Then all her time and tenderness were devoted to the consolation and
comfort of the bereaved old father, who was stunned by the blow which
had befallen him, and stood utterly alone in the world. His wife, his
honour, his fortune, everything he loved best had fallen away from him.
There was only Amelia to stand by and support with her gentle arms the
tottering, heart-broken old man. We are not going to write the history:
it would be too dreary and stupid. I can see Vanity Fair yawning over
it d'avance.
One day as the young gentlemen were assembled in the study at the Rev.

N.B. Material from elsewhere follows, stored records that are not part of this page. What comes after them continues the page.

use thiserror::Error;

#[derive(Error, Debug)]
pub enum SeatingError {
    #[error("IO error: {0}")]
    IoError(#[from] std::io::Error),

    #[error("CSV processing error: {0}")]
    CsvError(#[from] csv::Error),

    #[error("Serialization error: {0}")]
    SerializationError(#[from] serde_json::Error),

    #[error("Could not open input file '{path}': {message}")]
    InputUnavailable { path: String, message: String },

    #[error("Could not export seating plan to '{path}': {message}")]
    ExportFailed { path: String, message: String },

    #[error("Configuration error: {message}")]
    ConfigError { message: String },

    #[error("Configuration validation failed for '{field}': {message}")]
    ConfigValidationError { field: String, message: String },

    #[error("Invalid value '{value}' for '{field}': {reason}")]
    InvalidConfigValueError {
        field: String,
        value: String,
        reason: String,
    },
}

#[derive(Debug, Clone, Copy, PartialEq, Eq)]
pub enum ErrorCategory {
    Input,
    Output,
    Configuration,
    Encoding,
}

#[derive(Debug, Clone, Copy, PartialEq, Eq, PartialOrd, Ord)]
pub enum ErrorSeverity {
    Low,
    Medium,
    High,
    Critical,
}

impl SeatingError {
    pub fn category(&self) -> ErrorCategory {
        match self {
            SeatingError::InputUnavailable { .. } => ErrorCategory::Input,
            SeatingError::IoError(_) | SeatingError::ExportFailed { .. } => ErrorCategory::Output,
            SeatingError::CsvError(_) | SeatingError::SerializationError(_) => {
                ErrorCategory::Encoding
            }
            SeatingError::ConfigError { .. }
            | SeatingError::ConfigValidationError { .. }
            | SeatingError::InvalidConfigValueError { .. } => ErrorCategory::Configuration,
        }
    }

    /// Export failures never abort a run; everything that stops the plan
    /// from being built does.
    pub fn severity(&self) -> ErrorSeverity {
        match self {
            SeatingError::ExportFailed { .. } => ErrorSeverity::Low,
            SeatingError::CsvError(_) | SeatingError::SerializationError(_) => {
                ErrorSeverity::Medium
            }
            SeatingError::InputUnavailable { .. }
            | SeatingError::ConfigError { .. }
            | SeatingError::ConfigValidationError { .. }
            | SeatingError::InvalidConfigValueError { .. } => ErrorSeverity::High,
            SeatingError::IoError(_) => ErrorSeverity::Critical,
        }
    }

    pub fn is_fatal(&self) -> bool {
        self.severity() >= ErrorSeverity::High
    }

    pub fn exit_code(&self) -> i32 {
        match self.severity() {
            ErrorSeverity::Low => 0,
            ErrorSeverity::Medium => 2,
            ErrorSeverity::High => 1,
            ErrorSeverity::Critical => 3,
        }
    }

    pub fn recovery_suggestion(&self) -> String {
        match self {
            SeatingError::InputUnavailable { path, .. } => {
                format!("Please make sure '{}' is in the same folder!", path)
            }
            SeatingError::ExportFailed { path, .. } => {
                format!("Check that the directory for '{}' exists and is writable", path)
            }
            SeatingError::IoError(_) => "Check file permissions and free disk space".to_string(),
            SeatingError::CsvError(_) | SeatingError::SerializationError(_) => {
                "Try exporting with --format text".to_string()
            }
            SeatingError::ConfigError { .. }
            | SeatingError::ConfigValidationError { .. }
            | SeatingError::InvalidConfigValueError { .. } => {
                "Fix the configuration value and run again".to_string()
            }
        }
    }

    pub fn user_friendly_message(&self) -> String {
        match self {
            SeatingError::InputUnavailable { path, .. } => {
                format!("Error: Could not open file '{}'.", path)
            }
            SeatingError::ExportFailed { .. } => {
                "Error: Could not open file to export.".to_string()
            }
            SeatingError::InvalidConfigValueError { field, reason, .. } => {
                format!("Invalid setting '{}': {}", field, reason)
            }
            other => other.to_string(),
        }
    }
}

pub type Result<T> = std::result::Result<T, SeatingError>;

Mr. Veal's, and the domestic chaplain to the Right Honourable the Earl
of Bareacres was spouting away as usual, a smart carriage drove up to
the door decorated with the statue of Athene, and two gentlemen stepped
out. The young Masters Bangles rushed to the window with a vague
notion that their father might have arrived from Bombay. The great
hulking scholar of three-and-twenty, who was crying secretly over a
passage of Eutropius, flattened his neglected nose against the panes
and looked at the drag, as the laquais de place sprang from the box and
let out the persons in the carriage.
"It's a fat one and a thin one," Mr. Bluck said as a thundering knock
came to the door.
Everybody was interested, from the domestic chaplain himself, who hoped
he saw the fathers of some future pupils, down to Master Georgy, glad
of any pretext for laying his book down.
The boy in the shabby livery with the faded copper buttons, who always
thrust himself into the tight coat to open the door, came into the
study and said, "Two gentlemen want to see Master Osborne." The
professor had had a trifling altercation in the morning with that young
gentleman, owing to a difference about the introduction of crackers in
school-time; but his face resumed its habitual expression of bland
courtesy as he said, "Master Osborne, I give you full permission to go
and see your carriage friends--to whom I beg you to convey the
respectful compliments of myself and Mrs. Veal."
Georgy went into the reception-room and saw two strangers, whom he
looked at with his head up, in his usual haughty manner. One was fat,
with mustachios, and the other was lean and long, in a blue frock-coat,
with a brown face and a grizzled head.
"My God, how like he is!" said the long gentleman with a start. "Can
you guess who we are, George?"
The boy's face flushed up, as it did usually when he was moved, and his
eyes brightened. "I don't know the other," he said, "but I should
think you must be Major Dobbin."
Indeed it was our old friend. His voice trembled with pleasure as he
greeted the boy, and taking both the other's hands in his own, drew the
lad to him.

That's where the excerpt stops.